DETAILED DESCRIPTION
[0045] As illustrated in FIG. 1, a light-emitting device of an
embodiment includes a light-emitting element 102 and a protection
element 103 which are placed on a substrate 101, and a first resin
encapsulant 104 and a second resin encapsulant 105 sequentially
formed on the substrate 101 to encapsulate the light-emitting
element 102 and the protection element 103.
[0046] The substrate 101 may be an insulating substrate made of
ceramics or glass epoxy resin, for example, and having a thickness
of about 0.3 mm to 0.5 mm. In particular, a ceramics substrate is
preferable as having a high resistance to heat and weather.
Examples of the ceramics substrate may include an aluminum nitride
(AlN) substrate and an aluminum oxide (Al.sub.2O.sub.3) substrate,
which may be appropriately chosen depending on necessary heat
dissipation properties and material costs.
[0047] The substrate 101 is provided with a substrate terminal 111
on its element placement surface (i.e., an upper surface), an
external connection terminal 112 on a surface (i.e., a back
surface) opposite to the element placement surface, and a through
via 113 connecting the substrate terminal 111 and the external
connection terminal 112. Each of the substrate terminal 111 and the
external connection terminal 112 may be made of a conductive
material, such as copper, nickel, gold, silver, or tungsten.
Further, the uppermost surface may be gold plated, for example. The
through via 113 may be made of a conductive material, such as
copper, tungsten or silver.
[0048] The light-emitting element 102 is mounted on the substrate
101, with a light-emitting surface 121 facing upward. The
light-emitting element 102 may be nitride-based light-emitting
diode, for example. The nitride-based light-emitting diode may have
a configuration in which, for example, a nitride semiconductor
layer (not shown) including a light-emitting layer made of gallium
nitride (GaN), etc., and an element electrode (not shown) are
provided on a support substrate (not shown). The support substrate
may be a sapphire substrate, a gallium nitride substrate, an
aluminum gallium nitride substrate, an aluminum nitride substrate,
a silicon carbide substrate, etc. In particular, a substrate made
of a nitride semiconductor material is preferable since there is
only a little difference in refractive index between the substrate
made of a nitride semiconductor material and the light-emitting
layer made of GaN, or a silicon carbide substrate is preferable.
The element electrode may be made of gold or aluminum, etc. The
size of the light-emitting element 102 may be appropriately decided
according to necessary light quantity, but may have a thickness of
about 0.1 mm, and one side thereof may be about 1 mm.

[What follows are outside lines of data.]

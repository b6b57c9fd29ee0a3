//! HTTP request types for the librelog server.

use bytes::Bytes;
use serde::Deserialize;
use serde_json::value::RawValue;

use crate::Error;
use crate::export::ExportFormat;

/// One ingest message: `{"log_set": "<id>", "data": <any JSON>}`.
///
/// `data` is kept as raw JSON text and stored byte for byte.
#[derive(Debug, Deserialize)]
pub struct Envelope {
    pub log_set: String,
    pub data: Box<RawValue>,
}

impl Envelope {
    /// Parses and validates an envelope from a message body.
    pub fn parse(body: &[u8]) -> Result<Self, Error> {
        let envelope: Envelope = serde_json::from_slice(body)
            .map_err(|e| Error::InvalidInput(format!("invalid envelope: {}", e)))?;
        if envelope.log_set.is_empty() {
            return Err(Error::InvalidInput("log_set must not be empty".to_string()));
        }
        Ok(envelope)
    }

    /// The payload to store.
    pub fn payload(&self) -> Bytes {
        Bytes::copy_from_slice(self.data.get().as_bytes())
    }
}

/// Query parameters for export requests.
#[derive(Debug, Default, Deserialize)]
pub struct ExportParams {
    pub format: Option<String>,
}

impl ExportParams {
    pub fn format(&self) -> ExportFormat {
        self.format
            .as_deref()
            .and_then(|f| f.parse().ok())
            .unwrap_or_default()
    }
}

/// Query parameters accepted on the streaming handshake.
#[derive(Debug, Default, Deserialize)]
pub struct StreamParams {
    pub token: Option<String>,
}

/// Body of `POST /api/v1/logsets`.
#[derive(Debug, Deserialize)]
pub struct CreateLogsetRequest {
    pub name: String,
    #[serde(default)]
    pub description: String,
}

/// Body of `PUT /api/v1/logsets/{id}`. Absent fields are left unchanged.
#[derive(Debug, Default, Deserialize)]
pub struct UpdateLogsetRequest {
    pub name: Option<String>,
    pub description: Option<String>,
}

/// Body of `POST /api/v1/tokens`.
#[derive(Debug, Deserialize)]
pub struct CreateTokenRequest {
    pub name: String,
}

#[cfg(test)]
mod tests {
    use super::*;

    #[test]
    fn should_keep_data_verbatim() {
        // given
        let body = br#"{"log_set":"app","data":{"b": 1.50, "a":[1, 2]}}"#;

        // when
        let envelope = Envelope::parse(body).unwrap();

        // then
        assert_eq!(envelope.log_set, "app");
        assert_eq!(envelope.payload(), Bytes::from(r#"{"b": 1.50, "a":[1, 2]}"#));
    }

    #[test]
    fn should_accept_scalar_data() {
        let envelope = Envelope::parse(br#"{"log_set":"app","data":"hello"}"#).unwrap();
        assert_eq!(envelope.payload(), Bytes::from(r#""hello""#));
    }

    #[test]
    fn should_reject_malformed_envelopes() {
        for body in [
            &b"not json"[..],
            br#"{"data":{}}"#,
            br#"{"log_set":"app"}"#,
            br#"{"log_set":"","data":{}}"#,
            br#"{"log_set":7,"data":{}}"#,
        ] {
            assert!(matches!(
                Envelope::parse(body),
                Err(Error::InvalidInput(_))
            ));
        }
    }

    #[test]
    fn should_select_export_format() {
        let csv = ExportParams {
            format: Some("csv".to_string()),
        };
        assert_eq!(csv.format(), ExportFormat::Csv);
        assert_eq!(ExportParams::default().format(), ExportFormat::Json);
    }
}
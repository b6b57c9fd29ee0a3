//! librelog server binary entry point.

use std::process::ExitCode;
use std::sync::Arc;

use clap::Parser;
use tracing_subscriber::EnvFilter;

use librelog::server::{CliArgs, Command, LogServer, LogServerConfig};
use librelog::{LogDb, OwnerId};

#[tokio::main]
async fn main() -> ExitCode {
    tracing_subscriber::fmt()
        .with_env_filter(
            EnvFilter::try_from_default_env().unwrap_or_else(|_| EnvFilter::new("info")),
        )
        .init();

    let args = CliArgs::parse();
    match run(args).await {
        Ok(()) => ExitCode::SUCCESS,
        Err(e) => {
            eprintln!("librelog: {}", e);
            ExitCode::FAILURE
        }
    }
}

async fn run(args: CliArgs) -> Result<(), Box<dyn std::error::Error>> {
    let log_config = args.to_log_config()?;
    let server_config = LogServerConfig::from(&args);

    tracing::info!("Opening log with config: {:?}", log_config);
    let log = Arc::new(LogDb::open(log_config).await?);

    match args.command() {
        Command::Serve => {
            LogServer::new(log, server_config).run().await?;
        }
        Command::IssueToken { name, owner } => {
            let owner = owner.unwrap_or_else(OwnerId::generate);
            let issued = log.credentials().issue(owner, &name).await?;
            println!("owner: {}", issued.owner);
            println!("token: {}", issued.token);
            println!("hash:  {}", issued.key.hash);
            log.close().await?;
        }
        Command::CreateLogset {
            owner,
            name,
            description,
        } => {
            let logset = log.create_logset(&owner, &name, &description).await?;
            println!("{}", logset.id);
            log.close().await?;
        }
    }
    Ok(())
}
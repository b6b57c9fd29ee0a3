//! HTTP route handlers for the librelog server.

use std::sync::Arc;

use axum::Json;
use axum::extract::{Extension, Path, Query, State};
use axum::http::StatusCode;
use axum::response::{IntoResponse, Response};

use super::error::ApiError;
use super::metrics::Metrics;
use super::request::{CreateLogsetRequest, CreateTokenRequest, ExportParams, UpdateLogsetRequest};
use super::response::{LogsResponse, export_response};
use crate::LogDb;
use crate::export::export_stream;
use crate::model::{ApiKey, IssuedToken, Logset, OwnerId};
use crate::query::{QueryParams, query_logs};
use crate::reader::LogRead;

/// Shared application state.
#[derive(Clone)]
pub struct AppState {
    pub log: Arc<LogDb>,
    pub metrics: Arc<Metrics>,
    /// Largest accepted ingest message, in bytes.
    pub max_message_bytes: usize,
}

/// Handle GET /api/v1/logsets/{id}/logs
pub async fn handle_query_logs(
    State(state): State<AppState>,
    Extension(owner): Extension<OwnerId>,
    Path(id): Path<String>,
    Query(params): Query<QueryParams>,
) -> Result<LogsResponse, ApiError> {
    let records = query_logs(state.log.as_ref(), &owner, &id, &params).await?;
    state
        .metrics
        .records_queried_total
        .inc_by(records.len() as u64);
    Ok(LogsResponse(records))
}

/// Handle GET /api/v1/logsets/{id}/export
pub async fn handle_export(
    State(state): State<AppState>,
    Extension(owner): Extension<OwnerId>,
    Path(id): Path<String>,
    Query(params): Query<ExportParams>,
) -> Result<Response, ApiError> {
    let logset = state.log.get_logset(&owner, &id).await?;
    let format = params.format();
    let reader: Arc<dyn LogRead> = state.log.clone();
    let stream = export_stream(reader, owner, logset.id.clone(), format);
    tracing::info!("Exporting logset {} as {:?}", logset.id, format);
    Ok(export_response(
        &logset.name,
        format,
        stream,
        state.metrics.clone(),
    ))
}

/// Handle GET /api/v1/logsets
pub async fn handle_list_logsets(
    State(state): State<AppState>,
    Extension(owner): Extension<OwnerId>,
) -> Result<Json<Vec<Logset>>, ApiError> {
    Ok(Json(state.log.list_logsets(&owner).await?))
}

/// Handle POST /api/v1/logsets
pub async fn handle_create_logset(
    State(state): State<AppState>,
    Extension(owner): Extension<OwnerId>,
    Json(request): Json<CreateLogsetRequest>,
) -> Result<(StatusCode, Json<Logset>), ApiError> {
    let logset = state
        .log
        .create_logset(&owner, &request.name, &request.description)
        .await?;
    Ok((StatusCode::CREATED, Json(logset)))
}

/// Handle GET /api/v1/logsets/{id}
pub async fn handle_get_logset(
    State(state): State<AppState>,
    Extension(owner): Extension<OwnerId>,
    Path(id): Path<String>,
) -> Result<Json<Logset>, ApiError> {
    Ok(Json(state.log.get_logset(&owner, &id).await?))
}

/// Handle PUT /api/v1/logsets/{id}
pub async fn handle_update_logset(
    State(state): State<AppState>,
    Extension(owner): Extension<OwnerId>,
    Path(id): Path<String>,
    Json(request): Json<UpdateLogsetRequest>,
) -> Result<Json<Logset>, ApiError> {
    let logset = state
        .log
        .update_logset(
            &owner,
            &id,
            request.name.as_deref(),
            request.description.as_deref(),
        )
        .await?;
    Ok(Json(logset))
}

/// Handle DELETE /api/v1/logsets/{id}
pub async fn handle_delete_logset(
    State(state): State<AppState>,
    Extension(owner): Extension<OwnerId>,
    Path(id): Path<String>,
) -> Result<StatusCode, ApiError> {
    state.log.delete_logset(&owner, &id).await?;
    Ok(StatusCode::NO_CONTENT)
}

/// Handle GET /api/v1/tokens
pub async fn handle_list_tokens(
    State(state): State<AppState>,
    Extension(owner): Extension<OwnerId>,
) -> Result<Json<Vec<ApiKey>>, ApiError> {
    Ok(Json(state.log.credentials().list(&owner).await?))
}

/// Handle POST /api/v1/tokens
///
/// The new token belongs to the caller. Its raw value appears only in this
/// response.
pub async fn handle_create_token(
    State(state): State<AppState>,
    Extension(owner): Extension<OwnerId>,
    Json(request): Json<CreateTokenRequest>,
) -> Result<(StatusCode, Json<IssuedToken>), ApiError> {
    let issued = state
        .log
        .credentials()
        .issue(owner, &request.name)
        .await?;
    Ok((StatusCode::CREATED, Json(issued)))
}

/// Handle DELETE /api/v1/tokens/{hash}
pub async fn handle_revoke_token(
    State(state): State<AppState>,
    Extension(owner): Extension<OwnerId>,
    Path(hash): Path<String>,
) -> Result<StatusCode, ApiError> {
    state.log.credentials().revoke(&owner, &hash).await?;
    Ok(StatusCode::NO_CONTENT)
}

/// Handle GET /metrics
pub async fn handle_metrics(State(state): State<AppState>) -> Response {
    match state.metrics.encode() {
        Ok(body) => body.into_response(),
        Err(e) => {
            tracing::error!("Failed to encode metrics: {}", e);
            StatusCode::INTERNAL_SERVER_ERROR.into_response()
        }
    }
}

/// Handle GET /-/healthy
pub async fn handle_healthy() -> (StatusCode, &'static str) {
    (StatusCode::OK, "OK")
}

/// Handle GET /-/ready
pub async fn handle_ready() -> (StatusCode, &'static str) {
    (StatusCode::OK, "OK")
}
//! Byte-range helpers for storage scans.

use std::ops::{Bound, RangeBounds};

use bytes::{Bytes, BytesMut};

/// A range over storage keys.
///
/// Both ends are explicit [`Bound`]s so callers can express exclusive lower
/// bounds, which `std::ops::Range` cannot.
#[derive(Debug, Clone, PartialEq, Eq)]
pub struct BytesRange {
    start: Bound<Bytes>,
    end: Bound<Bytes>,
}

impl BytesRange {
    pub fn new(start: Bound<Bytes>, end: Bound<Bytes>) -> Self {
        Self { start, end }
    }

    /// All keys that start with `prefix`.
    pub fn prefix(prefix: Bytes) -> Self {
        let end = match prefix_successor(&prefix) {
            Some(succ) => Bound::Excluded(succ),
            None => Bound::Unbounded,
        };
        Self {
            start: Bound::Included(prefix),
            end,
        }
    }

    /// Returns true if no key can fall inside this range.
    pub fn is_empty(&self) -> bool {
        match (&self.start, &self.end) {
            (Bound::Included(s), Bound::Included(e)) => s > e,
            (Bound::Included(s), Bound::Excluded(e))
            | (Bound::Excluded(s), Bound::Included(e))
            | (Bound::Excluded(s), Bound::Excluded(e)) => s >= e,
            _ => false,
        }
    }

    /// Returns true if `key` falls inside this range.
    pub fn contains_key(&self, key: &[u8]) -> bool {
        let above_start = match &self.start {
            Bound::Included(s) => key >= s.as_ref(),
            Bound::Excluded(s) => key > s.as_ref(),
            Bound::Unbounded => true,
        };
        let below_end = match &self.end {
            Bound::Included(e) => key <= e.as_ref(),
            Bound::Excluded(e) => key < e.as_ref(),
            Bound::Unbounded => true,
        };
        above_start && below_end
    }
}

impl RangeBounds<Bytes> for BytesRange {
    fn start_bound(&self) -> Bound<&Bytes> {
        self.start.as_ref()
    }

    fn end_bound(&self) -> Bound<&Bytes> {
        self.end.as_ref()
    }
}

/// Smallest key greater than every key with the given prefix, or `None`
/// if the prefix is all `0xFF`.
pub fn prefix_successor(prefix: &[u8]) -> Option<Bytes> {
    let mut buf = BytesMut::from(prefix);
    while let Some(last) = buf.last_mut() {
        if *last < 0xFF {
            *last += 1;
            return Some(buf.freeze());
        }
        buf.truncate(buf.len() - 1);
    }
    None
}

[0049] The light-emitting surface 121 of the light-emitting element
102 is a side facing the support substrate, and the element
electrode is connected to the substrate terminal 111 of the
substrate 101 via a bump 106. The bump 106 may be made of a
conductive material which is favorably connected to the element
electrode and the substrate terminal 111. For example, gold,
gold-tin, solder, or a conductive polymer may be used. In
particular, a gold bump is preferable in view of its connection
reliability.
[0050] The protection element 103 is provided to prevent an
excessive voltage application to the light-emitting element 102.
For example, the protection element 103 may be a Zener diode, a
diode, a varistor, a resistance element, or a capacitor element.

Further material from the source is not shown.